> [TASK BRIEF] Determine how many lines in the material hold the string "records", then reply with that number only.

"""

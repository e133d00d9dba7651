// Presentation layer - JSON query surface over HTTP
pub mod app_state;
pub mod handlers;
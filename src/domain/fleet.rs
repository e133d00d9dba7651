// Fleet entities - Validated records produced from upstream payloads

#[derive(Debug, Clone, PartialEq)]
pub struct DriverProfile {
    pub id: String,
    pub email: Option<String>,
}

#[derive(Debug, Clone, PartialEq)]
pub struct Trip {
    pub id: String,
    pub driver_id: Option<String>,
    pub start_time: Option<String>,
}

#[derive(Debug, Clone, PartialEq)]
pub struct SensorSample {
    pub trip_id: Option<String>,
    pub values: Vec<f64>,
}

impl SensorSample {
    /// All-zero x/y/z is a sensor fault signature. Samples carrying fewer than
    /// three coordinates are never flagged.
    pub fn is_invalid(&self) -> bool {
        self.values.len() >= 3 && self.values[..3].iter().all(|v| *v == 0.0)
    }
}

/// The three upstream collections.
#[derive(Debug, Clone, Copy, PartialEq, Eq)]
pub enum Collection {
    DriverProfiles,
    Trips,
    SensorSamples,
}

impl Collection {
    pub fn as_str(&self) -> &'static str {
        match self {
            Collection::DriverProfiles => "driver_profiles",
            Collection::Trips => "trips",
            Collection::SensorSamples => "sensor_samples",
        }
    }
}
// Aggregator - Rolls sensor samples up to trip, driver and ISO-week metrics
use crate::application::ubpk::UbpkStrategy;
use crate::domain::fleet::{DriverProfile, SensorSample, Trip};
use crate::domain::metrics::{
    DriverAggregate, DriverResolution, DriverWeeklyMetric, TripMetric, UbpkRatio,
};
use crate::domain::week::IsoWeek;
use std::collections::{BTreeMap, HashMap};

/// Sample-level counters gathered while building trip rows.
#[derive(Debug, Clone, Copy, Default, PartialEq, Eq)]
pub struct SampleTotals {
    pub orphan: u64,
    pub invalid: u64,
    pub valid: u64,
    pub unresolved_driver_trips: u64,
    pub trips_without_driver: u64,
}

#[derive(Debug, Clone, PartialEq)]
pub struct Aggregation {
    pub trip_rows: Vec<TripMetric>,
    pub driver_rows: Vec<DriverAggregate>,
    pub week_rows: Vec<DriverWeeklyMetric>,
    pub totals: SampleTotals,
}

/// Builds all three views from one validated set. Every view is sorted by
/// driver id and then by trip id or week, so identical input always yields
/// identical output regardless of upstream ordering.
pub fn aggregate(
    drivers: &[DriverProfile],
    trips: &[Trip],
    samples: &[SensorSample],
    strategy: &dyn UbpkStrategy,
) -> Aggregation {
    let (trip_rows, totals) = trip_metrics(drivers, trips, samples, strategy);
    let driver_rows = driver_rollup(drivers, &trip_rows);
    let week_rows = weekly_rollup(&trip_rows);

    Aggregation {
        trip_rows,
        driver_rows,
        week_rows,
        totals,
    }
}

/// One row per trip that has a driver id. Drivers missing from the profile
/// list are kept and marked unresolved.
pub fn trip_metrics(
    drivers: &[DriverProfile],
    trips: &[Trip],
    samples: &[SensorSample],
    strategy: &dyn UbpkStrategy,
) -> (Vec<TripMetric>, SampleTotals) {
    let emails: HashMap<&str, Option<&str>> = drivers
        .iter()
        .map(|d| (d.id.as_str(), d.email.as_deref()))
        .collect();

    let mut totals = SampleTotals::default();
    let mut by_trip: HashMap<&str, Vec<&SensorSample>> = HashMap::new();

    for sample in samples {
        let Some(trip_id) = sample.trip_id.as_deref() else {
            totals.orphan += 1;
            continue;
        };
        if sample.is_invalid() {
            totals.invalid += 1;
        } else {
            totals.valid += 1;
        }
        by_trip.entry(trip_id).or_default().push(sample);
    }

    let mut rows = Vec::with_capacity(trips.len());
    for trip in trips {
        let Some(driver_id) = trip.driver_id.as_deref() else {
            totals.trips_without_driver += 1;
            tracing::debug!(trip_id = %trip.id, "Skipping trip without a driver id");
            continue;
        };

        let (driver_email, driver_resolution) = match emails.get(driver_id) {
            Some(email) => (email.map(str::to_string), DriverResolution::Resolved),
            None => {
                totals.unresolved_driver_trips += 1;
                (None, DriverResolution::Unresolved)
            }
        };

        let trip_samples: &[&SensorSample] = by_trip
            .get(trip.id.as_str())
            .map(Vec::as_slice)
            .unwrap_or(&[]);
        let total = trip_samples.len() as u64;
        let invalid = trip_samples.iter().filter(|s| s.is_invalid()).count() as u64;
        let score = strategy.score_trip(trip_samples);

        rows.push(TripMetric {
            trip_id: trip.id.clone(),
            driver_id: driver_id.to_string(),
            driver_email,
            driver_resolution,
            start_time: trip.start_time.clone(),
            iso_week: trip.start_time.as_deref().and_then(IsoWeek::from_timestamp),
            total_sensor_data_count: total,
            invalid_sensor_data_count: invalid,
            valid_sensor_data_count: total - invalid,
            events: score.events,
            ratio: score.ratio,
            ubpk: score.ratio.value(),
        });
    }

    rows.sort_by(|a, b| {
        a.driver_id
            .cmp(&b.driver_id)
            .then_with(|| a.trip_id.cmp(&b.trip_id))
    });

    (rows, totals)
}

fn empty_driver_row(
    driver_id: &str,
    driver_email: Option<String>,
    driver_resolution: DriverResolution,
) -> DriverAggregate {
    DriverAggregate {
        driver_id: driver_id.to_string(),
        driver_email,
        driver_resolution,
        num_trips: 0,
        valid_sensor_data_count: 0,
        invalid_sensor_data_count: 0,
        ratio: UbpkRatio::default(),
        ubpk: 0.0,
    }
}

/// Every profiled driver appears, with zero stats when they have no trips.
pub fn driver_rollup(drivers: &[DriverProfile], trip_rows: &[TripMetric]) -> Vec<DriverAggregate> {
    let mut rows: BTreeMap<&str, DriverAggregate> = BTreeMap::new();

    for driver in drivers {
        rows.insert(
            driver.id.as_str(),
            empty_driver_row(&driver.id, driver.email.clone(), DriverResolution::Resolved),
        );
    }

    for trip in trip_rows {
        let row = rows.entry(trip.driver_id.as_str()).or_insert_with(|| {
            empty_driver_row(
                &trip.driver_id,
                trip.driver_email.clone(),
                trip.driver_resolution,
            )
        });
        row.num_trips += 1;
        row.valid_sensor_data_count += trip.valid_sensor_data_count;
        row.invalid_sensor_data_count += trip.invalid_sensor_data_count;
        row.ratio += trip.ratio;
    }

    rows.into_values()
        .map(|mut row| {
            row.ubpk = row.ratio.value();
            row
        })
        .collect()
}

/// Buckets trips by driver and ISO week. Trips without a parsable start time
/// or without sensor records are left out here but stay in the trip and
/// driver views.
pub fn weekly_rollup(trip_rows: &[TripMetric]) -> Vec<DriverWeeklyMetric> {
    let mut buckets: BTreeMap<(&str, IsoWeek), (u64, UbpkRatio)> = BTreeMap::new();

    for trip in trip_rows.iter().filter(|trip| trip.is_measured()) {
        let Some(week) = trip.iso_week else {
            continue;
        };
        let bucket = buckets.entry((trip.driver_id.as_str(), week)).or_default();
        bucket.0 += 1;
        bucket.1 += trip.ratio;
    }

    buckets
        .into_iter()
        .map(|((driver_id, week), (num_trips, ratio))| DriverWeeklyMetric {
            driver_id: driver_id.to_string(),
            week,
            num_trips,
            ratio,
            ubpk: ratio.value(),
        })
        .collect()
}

"""
"""

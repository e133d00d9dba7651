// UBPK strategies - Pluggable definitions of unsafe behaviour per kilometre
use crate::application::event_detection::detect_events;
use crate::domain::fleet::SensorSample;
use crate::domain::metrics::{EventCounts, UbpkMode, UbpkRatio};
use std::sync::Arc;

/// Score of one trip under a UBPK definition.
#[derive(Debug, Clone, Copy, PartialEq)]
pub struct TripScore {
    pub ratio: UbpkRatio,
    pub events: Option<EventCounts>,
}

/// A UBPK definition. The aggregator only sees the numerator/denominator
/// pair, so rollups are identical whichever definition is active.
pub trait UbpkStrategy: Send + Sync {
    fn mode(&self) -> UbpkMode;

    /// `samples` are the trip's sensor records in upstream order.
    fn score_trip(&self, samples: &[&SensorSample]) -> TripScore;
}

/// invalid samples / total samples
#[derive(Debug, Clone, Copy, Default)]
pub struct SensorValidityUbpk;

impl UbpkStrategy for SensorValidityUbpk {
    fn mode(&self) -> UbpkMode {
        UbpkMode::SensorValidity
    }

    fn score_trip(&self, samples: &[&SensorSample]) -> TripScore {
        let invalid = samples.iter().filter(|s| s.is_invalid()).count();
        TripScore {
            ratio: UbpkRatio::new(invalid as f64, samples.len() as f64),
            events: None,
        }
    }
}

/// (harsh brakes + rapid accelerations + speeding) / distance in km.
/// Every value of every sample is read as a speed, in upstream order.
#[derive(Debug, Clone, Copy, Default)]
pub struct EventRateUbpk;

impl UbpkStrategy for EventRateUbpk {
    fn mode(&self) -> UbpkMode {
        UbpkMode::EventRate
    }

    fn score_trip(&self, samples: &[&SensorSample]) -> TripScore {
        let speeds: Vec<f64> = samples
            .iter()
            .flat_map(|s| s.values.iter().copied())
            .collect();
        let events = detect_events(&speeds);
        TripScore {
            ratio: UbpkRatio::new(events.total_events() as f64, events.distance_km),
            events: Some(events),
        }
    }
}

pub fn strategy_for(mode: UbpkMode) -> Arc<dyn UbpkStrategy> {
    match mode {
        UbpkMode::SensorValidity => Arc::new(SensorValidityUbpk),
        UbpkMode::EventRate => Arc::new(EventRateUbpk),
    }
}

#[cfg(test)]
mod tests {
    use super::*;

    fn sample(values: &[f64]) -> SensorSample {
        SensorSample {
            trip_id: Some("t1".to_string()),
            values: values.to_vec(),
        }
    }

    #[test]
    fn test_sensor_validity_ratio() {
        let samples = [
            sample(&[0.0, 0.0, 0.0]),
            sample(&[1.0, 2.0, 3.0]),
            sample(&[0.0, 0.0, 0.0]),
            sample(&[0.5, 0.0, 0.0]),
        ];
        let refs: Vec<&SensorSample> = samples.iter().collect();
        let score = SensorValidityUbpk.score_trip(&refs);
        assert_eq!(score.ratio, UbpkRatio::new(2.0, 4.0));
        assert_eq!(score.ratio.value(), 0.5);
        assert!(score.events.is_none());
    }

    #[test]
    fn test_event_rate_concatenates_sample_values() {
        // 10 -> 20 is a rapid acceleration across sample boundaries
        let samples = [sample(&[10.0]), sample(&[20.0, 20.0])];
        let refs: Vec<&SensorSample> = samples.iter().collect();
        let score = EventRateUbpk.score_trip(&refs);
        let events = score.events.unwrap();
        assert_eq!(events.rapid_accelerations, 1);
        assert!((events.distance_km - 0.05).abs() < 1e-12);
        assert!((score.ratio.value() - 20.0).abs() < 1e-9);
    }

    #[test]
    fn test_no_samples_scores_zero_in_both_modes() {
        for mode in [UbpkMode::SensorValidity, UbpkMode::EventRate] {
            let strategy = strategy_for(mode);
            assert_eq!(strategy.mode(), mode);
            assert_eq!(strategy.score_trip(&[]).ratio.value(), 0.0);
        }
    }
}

"""
"""

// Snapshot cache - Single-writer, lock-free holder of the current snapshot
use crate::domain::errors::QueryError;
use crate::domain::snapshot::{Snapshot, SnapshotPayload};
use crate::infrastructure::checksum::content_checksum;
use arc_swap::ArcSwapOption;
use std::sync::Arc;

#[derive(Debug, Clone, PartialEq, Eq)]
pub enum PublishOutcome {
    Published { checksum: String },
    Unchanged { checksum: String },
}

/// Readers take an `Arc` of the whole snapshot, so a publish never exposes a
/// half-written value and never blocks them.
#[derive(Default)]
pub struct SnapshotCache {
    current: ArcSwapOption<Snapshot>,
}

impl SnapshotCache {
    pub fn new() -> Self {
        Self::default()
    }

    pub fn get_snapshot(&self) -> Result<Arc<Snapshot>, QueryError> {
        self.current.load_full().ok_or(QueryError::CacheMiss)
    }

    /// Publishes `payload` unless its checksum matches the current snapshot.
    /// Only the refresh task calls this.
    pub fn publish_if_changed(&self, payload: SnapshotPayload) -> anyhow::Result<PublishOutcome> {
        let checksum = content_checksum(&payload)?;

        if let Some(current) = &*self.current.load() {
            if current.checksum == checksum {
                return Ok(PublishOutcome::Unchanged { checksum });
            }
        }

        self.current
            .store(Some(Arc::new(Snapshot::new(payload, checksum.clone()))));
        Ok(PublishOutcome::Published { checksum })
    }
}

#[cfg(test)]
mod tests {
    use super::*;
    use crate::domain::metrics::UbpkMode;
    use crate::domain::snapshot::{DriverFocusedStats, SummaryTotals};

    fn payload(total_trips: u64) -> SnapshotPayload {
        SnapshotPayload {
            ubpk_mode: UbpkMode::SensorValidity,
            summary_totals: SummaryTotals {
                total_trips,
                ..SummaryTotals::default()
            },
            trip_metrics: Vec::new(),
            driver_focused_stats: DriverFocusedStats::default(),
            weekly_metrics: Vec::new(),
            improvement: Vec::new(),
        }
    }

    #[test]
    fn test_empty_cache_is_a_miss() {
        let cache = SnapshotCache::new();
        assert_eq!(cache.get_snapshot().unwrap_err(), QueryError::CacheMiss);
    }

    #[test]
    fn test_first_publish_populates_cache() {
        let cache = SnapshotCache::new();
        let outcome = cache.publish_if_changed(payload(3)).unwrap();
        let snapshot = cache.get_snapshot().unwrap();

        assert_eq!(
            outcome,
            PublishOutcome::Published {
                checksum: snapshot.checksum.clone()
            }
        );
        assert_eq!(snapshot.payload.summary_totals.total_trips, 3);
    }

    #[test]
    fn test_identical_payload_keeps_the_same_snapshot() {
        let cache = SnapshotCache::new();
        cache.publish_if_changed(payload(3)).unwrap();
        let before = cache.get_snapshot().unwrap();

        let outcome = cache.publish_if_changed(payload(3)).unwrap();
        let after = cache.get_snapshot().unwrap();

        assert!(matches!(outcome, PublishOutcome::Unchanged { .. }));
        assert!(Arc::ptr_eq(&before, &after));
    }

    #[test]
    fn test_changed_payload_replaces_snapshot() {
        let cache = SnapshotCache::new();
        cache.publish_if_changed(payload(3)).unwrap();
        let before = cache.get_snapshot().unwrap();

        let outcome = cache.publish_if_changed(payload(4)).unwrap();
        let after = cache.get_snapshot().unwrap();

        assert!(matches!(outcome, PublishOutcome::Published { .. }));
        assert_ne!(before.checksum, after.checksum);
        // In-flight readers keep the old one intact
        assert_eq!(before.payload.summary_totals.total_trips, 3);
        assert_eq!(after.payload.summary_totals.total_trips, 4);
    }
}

"""

> [RESPONSE AREA] 3